I know we have all heard about as much Paula Jones as we can handle. But I wanted to share with everyone something that happened to me on the night of the judge's ruling. It was about 11:30 PM. I was too upset to sleep and I was surfing. I found the AOL News Poll and it invited me to vote on my opinion of the ruling.

At the time I participated, the poll figures were about 50-50. Obviously, I was disappointed in the results but I thought I would just monitor them for a while. A few minutes before midnight, I noticed a very strange thing happening. The figures started to change in leaps of between .2% and .6%. In the next five minutes it went from 50-50 to 60-40. At the time there were about 22,000 respondents. Each time it changed the number of respondents was increasing by about 200. To have that much of an effect on the percentages, it would have to have meant that just about 100% of new respondents were voting in support of the judge's decision. It would make no sense that if everyone who voted up to 11:30 were divided in half, why would all respondents at midnight now be voting one-sided.
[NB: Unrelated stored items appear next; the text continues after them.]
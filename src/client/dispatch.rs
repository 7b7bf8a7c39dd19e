//! Handler dispatch registry
//!
//! Maps an envelope `type` to an ordered list of handlers. Handlers under
//! the wildcard key [`WILDCARD`] see every envelope, after the type-specific
//! ones.

use std::collections::HashMap;
use std::panic::{catch_unwind, AssertUnwindSafe};
use std::sync::Arc;

use tracing::error;

use crate::error::HandlerError;
use crate::message::{Envelope, WILDCARD};

/// Inbound envelope handler
///
/// Identity is the `Arc` itself: keep a clone to pass to `off` later.
pub type Handler = Arc<dyn Fn(&Envelope) -> Result<(), HandlerError> + Send + Sync>;

/// Receives handler failures as `(envelope type, error)`
pub type ErrorSink = Arc<dyn Fn(&str, &HandlerError) + Send + Sync>;

/// Wrap a closure as a [`Handler`]
pub fn handler<F>(f: F) -> Handler
where
    F: Fn(&Envelope) -> Result<(), HandlerError> + Send + Sync + 'static,
{
    Arc::new(f)
}

fn log_failure(kind: &str, err: &HandlerError) {
    error!("Handler for '{}' failed: {}", kind, err);
}

/// Type-keyed handler lists
pub struct HandlerRegistry {
    handlers: HashMap<String, Vec<Handler>>,
    sink: ErrorSink,
}

impl Default for HandlerRegistry {
    fn default() -> Self {
        Self {
            handlers: HashMap::new(),
            sink: Arc::new(log_failure),
        }
    }
}

impl std::fmt::Debug for HandlerRegistry {
    fn fmt(&self, f: &mut std::fmt::Formatter<'_>) -> std::fmt::Result {
        let counts: HashMap<&str, usize> = self
            .handlers
            .iter()
            .map(|(k, v)| (k.as_str(), v.len()))
            .collect();
        f.debug_struct("HandlerRegistry")
            .field("handlers", &counts)
            .finish()
    }
}

impl HandlerRegistry {
    pub fn new() -> Self {
        Self::default()
    }

    /// Replace the default `tracing` error sink
    pub fn with_error_sink(mut self, sink: ErrorSink) -> Self {
        self.sink = sink;
        self
    }

    /// Append a handler for `kind`; duplicates are kept and called again
    pub fn on(&mut self, kind: impl Into<String>, handler: Handler) {
        self.handlers.entry(kind.into()).or_default().push(handler);
    }

    /// Remove the first registration of `handler` under `kind`
    ///
    /// Returns false when it wasn't registered.
    pub fn off(&mut self, kind: &str, handler: &Handler) -> bool {
        let Some(list) = self.handlers.get_mut(kind) else {
            return false;
        };
        let Some(index) = list.iter().position(|h| Arc::ptr_eq(h, handler)) else {
            return false;
        };
        list.remove(index);
        if list.is_empty() {
            self.handlers.remove(kind);
        }
        true
    }

    pub fn handler_count(&self, kind: &str) -> usize {
        self.handlers.get(kind).map_or(0, Vec::len)
    }

    /// Invoke the handlers for the envelope's type, then the wildcard ones
    ///
    /// Failures (errors or panics) go to the error sink and don't stop the
    /// remaining handlers. Returns the number of handlers invoked.
    pub fn dispatch(&self, envelope: &Envelope) -> usize {
        let kind = envelope.kind();
        let specific = self.handlers.get(kind).into_iter().flatten();
        let wildcard = self.handlers.get(WILDCARD).into_iter().flatten();

        let mut invoked = 0;
        for handler in specific.chain(wildcard) {
            invoked += 1;
            let outcome = catch_unwind(AssertUnwindSafe(|| handler(envelope)))
                .unwrap_or_else(|panic| Err(panic_message(panic).into()));
            if let Err(err) = outcome {
                (self.sink)(kind, &err);
            }
        }
        invoked
    }
}

fn panic_message(panic: Box<dyn std::any::Any + Send>) -> String {
    if let Some(msg) = panic.downcast_ref::<&str>() {
        format!("handler panicked: {}", msg)
    } else if let Some(msg) = panic.downcast_ref::<String>() {
        format!("handler panicked: {}", msg)
    } else {
        "handler panicked".to_string()
    }
}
The next morning the news said that the vote was 70-30 in support of the decision.

It so bothered me that the following day I posted a notice on the AOL message board and was pleased to hear from another individual that saw the very same thing I did.

I have suspected for years that the polls were fixed but, until now I've not had proof. We are not the minority.....we ARE........ the SILENCED MAJORITY. Please share my story with everyone you know. We have to get the word out.